Langzeitbelichtung Meer Ostsee
EOS 70D | 17mm | F16 | 4 s | ISO 100
Irland Langzeitbelichtung Meer
EOS 70D | 17mm | F14 | 6 s | ISO 100

An den beliebten Plätzen ist auf der ganzen Welt immer einiges los und es scheint unmöglich ein Foto ohne Menschen zu bekommen. Nutzt auch hier die Langzeitbelichtung um vielleicht den ein oder anderen Besucher verschwinden oder zumindest verschwimmen zu lassen. Zudem sind dann keine bzw. weniger Gesichter zu sehen.
Als Nebeneffekt wirkt das Bild dadurch deutlich dynamischer und das hektische Treiben kann gut nachvollzogen werden. In diesem Fall war kein Filter nötig, da es in der Grand Central Station dunkel genug ist. Mit Filter hätte man aber noch deutlich länger belichten können. 
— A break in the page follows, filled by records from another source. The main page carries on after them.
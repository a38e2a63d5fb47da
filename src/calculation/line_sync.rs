//! Phone-line auto-derivation and override tracking.
//!
//! The latest version of the operation keeps two phone-line counts
//! synchronized with staffing levels unless the user has frozen them:
//!
//! - local lines = closer count + admin constant
//! - dialer lines = closer count + dialer count + admin constant
//!
//! Each group is a two-state machine: `Auto` (the count tracks the
//! formula) and `Overridden` (the count is user-authored and frozen).
//! Provenance is tagged when the value is written, so a user edit always
//! overrides, even when the typed number equals what the formula would
//! have produced. Only an explicit form reset returns a group to `Auto`.

use crate::config::PhoneLineRules;
use crate::models::{AgentRole, LineKind, PhoneLineGroup, StaffingGroup};

use super::staffing::agents_in_role;

/// Derives the line count for a group kind from staffing counts.
///
/// # Example
///
/// ```
/// use salesfloor_engine::calculation::derived_line_count;
/// use salesfloor_engine::config::PhoneLineRules;
/// use salesfloor_engine::models::{AgentRole, LineKind, StaffingGroup};
/// use rust_decimal::Decimal;
///
/// let staffing = vec![
///     StaffingGroup { name: "overseas".into(), role: AgentRole::Dialer,
///         unit_cost: Decimal::ZERO, count: 2 },
///     StaffingGroup { name: "tij".into(), role: AgentRole::Closer,
///         unit_cost: Decimal::ZERO, count: 1 },
///     StaffingGroup { name: "rsa".into(), role: AgentRole::Closer,
///         unit_cost: Decimal::ZERO, count: 1 },
/// ];
/// let rules = PhoneLineRules { auto_derive: true, admin_line_constant: 4 };
///
/// assert_eq!(derived_line_count(LineKind::Local, &staffing, &rules), 6);
/// assert_eq!(derived_line_count(LineKind::Dialer, &staffing, &rules), 8);
/// ```
pub fn derived_line_count(
    kind: LineKind,
    staffing: &[StaffingGroup],
    rules: &PhoneLineRules,
) -> u32 {
    let closers = agents_in_role(staffing, AgentRole::Closer);
    match kind {
        LineKind::Local => closers + rules.admin_line_constant,
        LineKind::Dialer => {
            closers + agents_in_role(staffing, AgentRole::Dialer) + rules.admin_line_constant
        }
    }
}

/// Recomputes the counts of all auto-state line groups in place.
///
/// Overridden groups are left untouched; groups in the auto state have
/// their counts replaced with the derived values. When `auto_derive` is
/// off (earlier versions of the operation) every displayed count is kept
/// as entered.
pub fn sync_phone_lines(
    phone_lines: &mut [PhoneLineGroup],
    staffing: &[StaffingGroup],
    rules: &PhoneLineRules,
) {
    if !rules.auto_derive {
        return;
    }

    for group in phone_lines.iter_mut() {
        if group.is_auto() {
            group.count = derived_line_count(group.kind, staffing, rules);
        }
    }
}
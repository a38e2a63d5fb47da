//! Configuration types for the calculation engine.
//!
//! This module contains the strongly-typed configuration structures that
//! are deserialized from YAML configuration files.

use rust_decimal::Decimal;
use serde::{Deserialize, Serialize};

use crate::models::{ExpenseLineItem, PhoneLineGroup, StaffingGroup};

/// A commission tier: a per-agent average threshold and a payout rate.
///
/// Commission is earned only on the portion of the average above the
/// threshold; the boundary value itself earns nothing.
#[derive(Debug, Clone, Copy, PartialEq, Eq, Serialize, Deserialize)]
pub struct CommissionTier {
    /// Per-agent average sales above which commission accrues.
    pub threshold: Decimal,
    /// Fraction of the excess paid per agent.
    pub rate: Decimal,
}

/// The commission schedule in force.
///
/// Earlier versions of the operation paid one tier for all agents; the
/// latest splits dialers and closers onto independent tiers.
#[derive(Debug, Clone, PartialEq, Eq, Serialize, Deserialize)]
#[serde(tag = "schedule", rename_all = "snake_case")]
pub enum CommissionSchedule {
    /// One tier applied to the blended average across all agents.
    Flat {
        /// The single tier for all agents.
        tier: CommissionTier,
    },
    /// Independent tiers per role, applied to each role's average and count.
    PerRole {
        /// Tier for dialing agents.
        dialer: CommissionTier,
        /// Tier for closing agents.
        closer: CommissionTier,
    },
}

/// Revenue rate constants.
#[derive(Debug, Clone, Copy, PartialEq, Eq, Serialize, Deserialize)]
pub struct RevenueRates {
    /// Fraction of sales retained after deductions (0.55 in all variants).
    pub net_revenue_rate: Decimal,
    /// Optional pass-through fraction broken out as a separate remit figure.
    #[serde(default)]
    pub remit_rate: Option<Decimal>,
}

/// Phone-line auto-derivation rules.
#[derive(Debug, Clone, Copy, PartialEq, Eq, Serialize, Deserialize)]
pub struct PhoneLineRules {
    /// Whether line counts are derived from staffing counts at all.
    pub auto_derive: bool,
    /// Fixed admin headcount added to every derived line count.
    pub admin_line_constant: u32,
}

/// The complete engine configuration loaded from `engine.yaml`.
#[derive(Debug, Clone, PartialEq, Eq, Serialize, Deserialize)]
pub struct EngineConfig {
    /// Revenue rate constants.
    pub revenue: RevenueRates,
    /// The commission schedule in force.
    pub commission: CommissionSchedule,
    /// Phone-line auto-derivation rules.
    pub phone_lines: PhoneLineRules,
}

/// Default form values loaded from `defaults.yaml`.
///
/// These are the values the reset flow restores: the named expense lines,
/// staffing groups, and phone-line groups of the operation, with both line
/// groups back in the auto state.
#[derive(Debug, Clone, PartialEq, Eq, Serialize, Deserialize)]
pub struct FormDefaults {
    /// Default expense line items.
    pub expenses: Vec<ExpenseLineItem>,
    /// Default staffing groups.
    pub staffing: Vec<StaffingGroup>,
    /// Default phone-line groups (state omitted in YAML, defaulting to auto).
    pub phone_lines: Vec<PhoneLineGroup>,
    /// Default total monthly sales figure.
    pub total_sales: Decimal,
}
Gran Central Station Langzeitbelichtung
EOS 70D | 11mm | F20 | 1,6 s | ISO 200

Zum Schluss noch ein kurzer Exkurs in das Thema Lightpainting. Meine Erfahrung auf diesem Gebiet beschränkt sich auf ein paar wenige Male. Dennoch möchte ich meine Erfahrungen weitergeben. 
Grundsätzlich gelten dieselben Regeln wie bei den zuvor beschriebenen Langzeitbelichtungen. Allerdings wird es beim Lightpainting deutlich schwieriger, weil die das Umgebungslicht viel mehr Einfluss hat. Abhängig von der Dauer für die Schrift oder Lichtmalerei, je größer wird der Einfluss der Umgebung. 
Bist du wie ich in diesem Beispiel unter freien Himmel spielt das Mondlicht eine entscheidende Rolle. Auch wenn man denkt, dass der Mond nicht so hell ist, bei 76 Sekunden Belichtungsdauer kann das wenige Licht des Mondes trotzdem zum Problem werden. Für eine Belichtungsdauer von über 30 s musst du übrigens in den „Bulb“-Modus wechseln (entweder im Menü der Kamera oder am Wählrad). Damit kannst du die Belichtung beim ersten Auslösen starten und beim zweiten Betätigen wieder stoppen, egal wie lange das dauert (am besten mit dem Fernauslöser, um nicht zu verwackeln). 

Das Setting:

Zum Setting selbst stellst du zunächst deine Kamera auf dem Stativ auf und entscheidest dich für den Bildausschnitt. Wähle eine kleine Blende (nicht so wie ich :)) und fokussiert entweder auf einen Punkt oder auf unendlich. Dann gehe an den Punkt, an dem du starten willst. Für die Lichtmalerei benutze als Lichtquelle was du zur Verfügung habt. Am besten eignen sich Taschenlampen, optional mit transparentem Farbpapier. Es funktioniert aber auch mit dem Handytaschenlampe. 
Dann startest du per Fernauslöser die Belichtung und beginnst zu malen oder schreiben. Nicht vergessen: Bei Schriften musst du spiegelverkehrt schreiben ;-). Bist du fertig, löst du wieder aus und hoffst, dass alles im Kasten ist.
Wichtig: Ziehe dunkle/schwarze Kleidung an und vermeide reflektierende Teile, da man diese später auf dem Bild sieht. 

Der Kreativität sind also keine Grenzen gesetzt. Geht raus und probiert es einfach aus!

Marokko Sahara Lightpainting
EOS 70D | 17 mm | F2.8 | 76 s | ISO 160

Du siehst also bei der Langzeitbelichtung gibt es ein paar Grundregeln zu beachten. Hast du diese verstanden kannst du wirklich allerhand kreative und coole Bilder machen. Mach es wie ich, schnapp dir deine Ausrüstung und fang an mit der Langzeitbelichtung zu experimentieren. Fang zum Beispiel nachts an, dann brauchst du z.B. keine Filter. Je öfter du dich traust, desto leichter wird es dir später fallen schöne Bilder mit der Langzeitbelichtung zu fotografieren.